The number of students who had the required physician-signed authorization forms remained low throughout the school year, said Dr. Santiago Encalada, a pulmonary fellow at the Medical College of Wisconsin, Milwaukee.

Dr. Encalada cited administrative hurdles, lack of standardization, and challenges in school-physician-family communication as barriers to children’s access to asthma medication at school. Although school nurses in Milwaukee have standing orders for emergency albuterol administration, they otherwise need physician signatures on school-generated forms to administer both rescue and prophylactic asthma administration.

Dr. Santiago Encalada Kari Oakes/Frontline Medical News

Dr.
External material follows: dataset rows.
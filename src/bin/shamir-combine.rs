// Reconstruct a secret from shares, after

// Shamir A.,
// How to Share a Secret,
// Communications of the ACM, 22, 1979, pp. 612--613.

// Usage: cat share1 share2 ... | shamir-combine [--prime P] [--at X]
//
// Shares are read one per line in the (x|y) form that shamir-split
// prints; a leading "Share N: " label is skipped, so shamir-split's
// output can be piped in after dropping the last line. With --at, a
// new share at x = X is printed instead of the secret.

use std::io::{self, BufRead, Write};
use std::process;

use clap::{value_t, App, Arg, ArgMatches};
use log::debug;

use prime_ssss::{combine_shares, recover_share, PrimeField, Share, DEFAULT_PRIME};

fn field_from(matches: &ArgMatches) -> prime_ssss::Result<PrimeField> {
    if matches.is_present("prime") {
        let p = value_t!(matches, "prime", u64).unwrap_or_else(|e| e.exit());
        PrimeField::new(p)
    } else {
        Ok(PrimeField::default())
    }
}

fn fatal(message: String) -> ! {
    eprintln!("Fatal: {}", message);
    process::exit(1)
}

// "(x|y)", optionally preceded by a "Share N:" label
fn parse_share(line: &str) -> Option<Share> {
    let text = match line.rfind(':') {
        Some(i) => &line[i + 1..],
        None => line,
    };
    let inner = text.trim().strip_prefix('(')?.strip_suffix(')')?;
    let mut fields = inner.split('|');
    let x = fields.next()?.trim().parse().ok()?;
    let y = fields.next()?.trim().parse().ok()?;
    if fields.next().is_some() {
        return None;
    }
    Some(Share::new(x, y))
}

fn parse_shares() -> Vec<Share> {
    let stdin = io::stdin();
    let mut shares = Vec::new();

    for (count, line) in stdin.lock().lines().enumerate() {
        let line = line.unwrap_or_else(|e| fatal(format!("reading stdin: {}", e)));
        if line.trim().is_empty() {
            continue;
        }
        match parse_share(&line) {
            Some(share) => shares.push(share),
            None => fatal(format!("Line {}: expected (x|y), got {:?}", count + 1, line)),
        }
    }
    debug!("read {} shares", shares.len());
    shares
}

fn main() {
    env_logger::init();

    let prime_help = format!("prime modulus of the field (default {})", DEFAULT_PRIME);
    let matches = App::new("shamir-combine")
        .version("1.0")
        .author("Declan Malone <idablack@users.sourceforge.net>")
        .about("Shamir's Secret Sharing Scheme")
        .usage("cat share1 share2 ... | shamir-combine [--prime P] [--at X]")
        .arg(Arg::with_name("prime")
             .short("p")
             .long("prime")
             .takes_value(true)
             .help(&prime_help))
        .arg(Arg::with_name("at")
             .long("at")
             .takes_value(true)
             .help("print a new share at this x instead of the secret"))
        .get_matches();

    let field = field_from(&matches).unwrap_or_else(|e| fatal(e.to_string()));
    let shares = parse_shares();

    let result = if matches.is_present("at") {
        let x = value_t!(matches, "at", u64).unwrap_or_else(|e| e.exit());
        recover_share(&field, &shares, x).map(|share| share.to_string())
    } else {
        combine_shares(&field, &shares).map(|secret| format!("Secret: {}", secret))
    };

    let line = result.unwrap_or_else(|e| fatal(e.to_string()));
    let stdout = io::stdout();
    let mut out = stdout.lock();
    match writeln!(out, "{}", line).and_then(|_| out.flush()) {
        Ok(()) => {}
        Err(e) if e.kind() == io::ErrorKind::BrokenPipe => {}
        Err(e) => fatal(format!("writing stdout: {}", e)),
    }
}
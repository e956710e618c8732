// Polynomial evaluation over a prime field.
//
// f(x) = a_0 * 1  +  a_1 * x  +  a_2 * x**2  +  ...  +  a_o * x**o
//
// Coefficients are stored lowest power first, so coefficients[0] is
// a_0 (the secret, when we're splitting).

use crate::field::PrimeField;

/// Evaluate the polynomial with the given coefficients at `x`, mod P.
///
/// Uses Horner's rule, which needs one multiply and one add per
/// coefficient. An empty coefficient list is the zero polynomial.
pub fn evaluate(field: &PrimeField, x: u64, coefficients: &[u64]) -> u64 {
    coefficients
        .iter()
        .rev()
        .fold(0, |acc, &c| field.add(field.mul(acc, x), c))
}
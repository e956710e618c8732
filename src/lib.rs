// An implementation of key sharing from
//
// Shamir A.,
// How to Share a Secret,
// Communications of the ACM, 22, 1979, pp. 612--613.
//
// This version works in the integer field mod P, with P chosen at run
// time, and shares a single integer secret.

//! Shamir's Secret Sharing over a prime field.
//!
//! A secret is the constant term of a random polynomial of order
//! `threshold - 1`; shares are points on that polynomial, and any
//! `threshold` of them recover the secret by Lagrange interpolation.
//!
//! ```
//! use prime_ssss::{combine_shares, split_secret, PrimeField};
//! use rand::rngs::StdRng;
//! use rand::SeedableRng;
//!
//! let field = PrimeField::default();
//! let mut rng = StdRng::from_entropy();
//! let shares = split_secret(&field, 1234, 3, 5, &mut rng).unwrap();
//!
//! assert_eq!(combine_shares(&field, &shares[0..3]).unwrap(), 1234);
//! assert_eq!(combine_shares(&field, &shares[2..5]).unwrap(), 1234);
//! ```

pub mod combine;
pub mod error;
pub mod field;
pub mod poly;
pub mod share;
pub mod split;

pub use combine::{combine_shares, interpolate, recover_share};
pub use error::{Error, Result};
pub use field::{PrimeField, DEFAULT_PRIME};
pub use share::Share;
pub use split::split_secret;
Santiago Encalada

In a study whose purpose was to assess the percentage of children with asthma who had appropriate orders on file in a sample of 10 Milwaukee inner-city schools, the schools had orders on file for just 11% of students, on average, at the beginning of the 2014-2015 school year. At the second assessment in January 2015, the average number of students with orders on file at each school had risen to 22%, with schools that had performed better earlier also showing greater gains at mid-year. However, the June 2015 assessment showed that the gains did not continue, with the schools’ aggregate average of 21% of students with appropriate orders showing no improvement from mid-year.

The number of students with asthma in schools varied from about 40 to nearly 200. Numbers varied through the school year as enrollments shifted in these high-need schools, said Dr. Encalada, who presented his findings during a poster session at the annual meeting of the Pediatric Academic Societies. In general, the schools with lower enrollments tended to do better with having orders on file, although statistical analysis was not performed for this variable.
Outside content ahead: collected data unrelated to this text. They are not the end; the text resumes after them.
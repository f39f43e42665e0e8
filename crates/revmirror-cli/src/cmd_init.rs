use revmirror_ledger::SqliteStore;
use revmirror_store::{Config, StatePaths};

pub fn execute(paths: &StatePaths) -> anyhow::Result<()> {
    let existed = paths.config_json.exists();
    paths.ensure_layout()?;

    // Creates the schema on first open; a no-op afterwards.
    let store = SqliteStore::open_or_create(&paths.ledger_db)?;

    if !existed {
        Config::default().save(paths)?;
        println!("Initialized revmirror state at {}", paths.root.display());
    } else {
        println!("Already initialized at {}", paths.root.display());
    }
    println!("  config: {}", paths.config_json.display());
    println!(
        "  ledger: {} ({} commits)",
        paths.ledger_db.display(),
        store.commit_count()?
    );
    Ok(())
}

#[cfg(test)]
mod tests {
    use super::*;

    #[test]
    fn init_is_idempotent_and_keeps_config() {
        let tmp = tempfile::tempdir().unwrap();
        let paths = StatePaths::discover(tmp.path().join("state"));
        execute(&paths).unwrap();
        assert!(paths.ledger_db.exists());
        assert!(paths.repos_dir.is_dir());

        let mut config = Config::load_file(&paths.config_json).unwrap();
        config.port = 9000;
        config.save(&paths).unwrap();

        execute(&paths).unwrap();
        assert_eq!(Config::load_file(&paths.config_json).unwrap().port, 9000);
    }
}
“On average, 80% of asthmatic students in the inner city schools we studied did not have school forms or orders available for life-saving asthma rescue medications, with significant variation between schools. Our findings show that access to even basic asthma care necessities are lagging for this vulnerable population, and a significant disparity exists even within this population,” said senior author Nicholas Antos*, associate director of the Cystic Fibrosis Center at Milwaukee’s Children’s Hospital of Wisconsin.

In interviews and discussion with school nurses and physicians’ offices, Dr. Antos* and Dr. Encalada found that there were often simple but fundamental misunderstandings that impeded the proper flow of paperwork. For example, schools in Milwaukee do not have standardized forms that authorize administration of prescription medications at school, so forms may be confusing to providers and their staff. Privacy concerns sometimes impeded the ability of clinic staff to authorize treatment for students. Also, the inevitable shuffle of paperwork in school-aged families meant that the forms sometimes were simply lost on the way to school.

Understanding the barriers in the process both on the school side and in physician offices has helped Dr. Antos*, Dr. Encalada, and their colleagues to start to build a better pathway. For example, a module has been built into the EHR asthma visit template that allows easy generation of a school form and asks for patient consent for release of information to the schools.

Dr. Antos* said in an interview that the work is ongoing: “To help address these problems, we have devised interventions to improve the way school nurses can contact clinicians, and helped design innovative standardized Asthma Action Plans that can double as school orders.”

In addition to working with local providers and schools, Dr. Encalada and Dr. Antos* have reached out to pediatric societies and the American Academy of Asthma, Allergy, and Immunology (AAAAI). Emphasizing the need for “education of stakeholders of all types,” Dr. Antos* said that change “may be difficult, but we hope with the support of pediatric organizations, the AAAAI, and school administrators, we can begin to break down the barriers preventing quality and timely communication with school nurses.”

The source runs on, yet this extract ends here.